Pursuant to the License Agreement, Abbisko Therapeutics will receive a one-time, non-refundable down payment of US$ 70 million. In the event that Merck exercises the Global Commercialization Option, Merck will pay Abbisko Therapeutics an additional option exercise fee. The aggregate amount of upfront payment, exercising payment, and development and commercialization milestone adds up to US$ 605.5 million, plus a double-digit percentage (%) royalty on actual annual net sales.
Dr. Xu Yao-chang, Chairman of Abbisko Therapeutics, said that “The collaboration with Merck is an important milestone in advancing the global commercialization process of pimicotinib, and provides a new model for the commercialization path of the company's pipeline in the future. We are pleased to collaborate with a leading multinational pharmaceutical company, jointly accelerating the global approval and commercialization pace of pimicotinib, and striving to bring new treatment options to patients as soon as possible.”
“We have the opportunity through our partnership with Abbisko to deliver a first-in-class treatment for a critically underserved patient population in China and potentially beyond,” said Andrew Paterson, Chief Marketing Officer for the Healthcare business sector of Merck. “Pimicotinib provides an opportunity to address a significant unmet medical need and for us to expand our commercial footprint in oncology in China, the second largest pharmaceutical market in the world.”
About Pimicotinib (ABSK021)
Pimicotinib is a novel, orally available, highly selective, and potent small molecule CSF-1R inhibitor, independently developed by Abbisko Therapeutics. It has been granted the breakthrough therapy designation (BTD) and Priority Medicine (PRIME) designation by China NMPA, U.S.FDA, and EMA for the treatment of TGCT patients that are not amenable to surgery.

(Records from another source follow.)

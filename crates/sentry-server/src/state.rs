use std::sync::Arc;

use sentry_database::ShardPool;
use sentry_ingest::{IngestionCoordinator, QueryFacade};
use sentry_registry::ProjectRegistry;

#[derive(Clone)]
pub struct AppState {
    pub registry: Arc<ProjectRegistry>,
    pub shards: Arc<ShardPool>,
    pub coordinator: Arc<IngestionCoordinator>,
    pub query: Arc<QueryFacade>,
}

impl AppState {
    pub fn new(registry: Arc<ProjectRegistry>, shards: Arc<ShardPool>) -> Self {
        let coordinator = Arc::new(IngestionCoordinator::new(registry.clone(), shards.clone()));
        let query = Arc::new(QueryFacade::new(registry.clone(), shards.clone()));
        Self {
            registry,
            shards,
            coordinator,
            query,
        }
    }
}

The study is the first global Phase III clinical trial of TGCT conducted simultaneously in China, the U.S., Canada and Europe.

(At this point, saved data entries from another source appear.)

/// Lowercases and replaces runs of non-alphanumeric characters with a single `-`,
/// trimming leading/trailing dashes. Falls back to "project" for names with no
/// alphanumeric content at all.
pub fn slugify(name: &str) -> String {
    let mut slug = String::with_capacity(name.len());
    let mut last_was_dash = false;
    for ch in name.chars() {
        if ch.is_ascii_alphanumeric() {
            slug.push(ch.to_ascii_lowercase());
            last_was_dash = false;
        } else if !last_was_dash && !slug.is_empty() {
            slug.push('-');
            last_was_dash = true;
        }
    }
    while slug.ends_with('-') {
        slug.pop();
    }
    if slug.is_empty() {
        "project".to_string()
    } else {
        slug
    }
}

#[cfg(test)]
mod tests {
    use super::*;

    #[test]
    fn collapses_punctuation() {
        assert_eq!(slugify("My Cool App!!"), "my-cool-app");
    }

    #[test]
    fn falls_back_for_empty_input() {
        assert_eq!(slugify("***"), "project");
    }

    #[test]
    fn trims_trailing_dashes() {
        assert_eq!(slugify("trailing---"), "trailing");
    }
}
use sea_orm::entity::prelude::*;
use serde::{Deserialize, Serialize};

/// Access-control membership row. The identity collaborator mints `user_id`; this
/// table only records which projects a given id may reach.
#[derive(Clone, Debug, PartialEq, DeriveEntityModel, Serialize, Deserialize)]
#[sea_orm(table_name = "project_members")]
pub struct Model {
    #[sea_orm(primary_key, auto_increment = false)]
    pub project_id: String,

    #[sea_orm(primary_key, auto_increment = false)]
    pub user_id: String,

    /// "owner" | "member"
    pub role: String,
}

#[derive(Copy, Clone, Debug, EnumIter, DeriveRelation)]
pub enum Relation {
    #[sea_orm(
        belongs_to = "super::projects::Entity",
        from = "Column::ProjectId",
        to = "super::projects::Column::Id",
        on_update = "Cascade",
        on_delete = "Cascade"
    )]
    Projects,
}

impl Related<super::projects::Entity> for Entity {
    fn to() -> RelationDef {
        Relation::Projects.def()
    }
}

impl ActiveModelBehavior for ActiveModel {}
use sea_orm::entity::prelude::*;
use serde::{Deserialize, Serialize};

/// Hourly event count per issue. `bucket_start` is the event timestamp floored to
/// the hour in UTC, stored as ISO-8601 for the same lexicographic-ordering reason
/// as every other timestamp column in this store.
#[derive(Clone, Debug, PartialEq, DeriveEntityModel, Serialize, Deserialize)]
#[sea_orm(table_name = "issue_stats")]
pub struct Model {
    #[sea_orm(primary_key, auto_increment = false)]
    pub issue_id: String,

    #[sea_orm(primary_key, auto_increment = false)]
    pub bucket_start: String,

    pub count: i64,
}

#[derive(Copy, Clone, Debug, EnumIter, DeriveRelation)]
pub enum Relation {
    #[sea_orm(
        belongs_to = "super::issues::Entity",
        from = "Column::IssueId",
        to = "super::issues::Column::Id",
        on_update = "Cascade",
        on_delete = "Cascade"
    )]
    Issues,
}

impl Related<super::issues::Entity> for Entity {
    fn to() -> RelationDef {
        Relation::Issues.def()
    }
}

impl ActiveModelBehavior for ActiveModel {}
use sentry_entities::registry::projects;
use serde::Serialize;

#[derive(Debug, Clone, Serialize)]
pub struct Project {
    pub id: String,
    pub public_key: String,
    pub name: String,
    pub slug: String,
    pub platform: String,
    pub owner_user_id: String,
    pub created_at: String,
}

impl From<projects::Model> for Project {
    fn from(model: projects::Model) -> Self {
        Self {
            id: model.id,
            public_key: model.public_key,
            name: model.name,
            slug: model.slug,
            platform: model.platform,
            owner_user_id: model.owner_user_id,
            created_at: model.created_at,
        }
    }
}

Upon 1-year follow-up, striking improvement in efficacy has been observed with pimicotinib treatment and results were presented at CTOS in November of 2023, with an ORR of 87.5% (28/32, including 3 CR) in the 50 mg QD cohort. The Phase I dose-escalation trial for pimicotinib has been completed in the United States previously.

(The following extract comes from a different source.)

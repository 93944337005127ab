pub mod events;
pub mod issue_stats;
pub mod issue_users;
pub mod issues;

There is currently no approved drug available in China for TGCT patients, and only one drug has been approved in the U.S.. However, it is only available through the Risk Evaluation and Mitigation Strategy (REMS) Program which is a restricted procedure due to the potential liver injuries it may cause. There are unmet medical needs of TGCT patients in China, the U.S., and Europe.
Abbisko Therapeutics is also actively exploring the clinical potential of pimicotinib in many types of solid tumors, and has obtained approval from NMPA to conduct a Phase II clinical study in chronic graft-versus-host disease and a Phase II clinical study in advanced pancreatic cancer.
As of the date of this announcement, no highly selective CSF-1R inhibitor has been approved in China.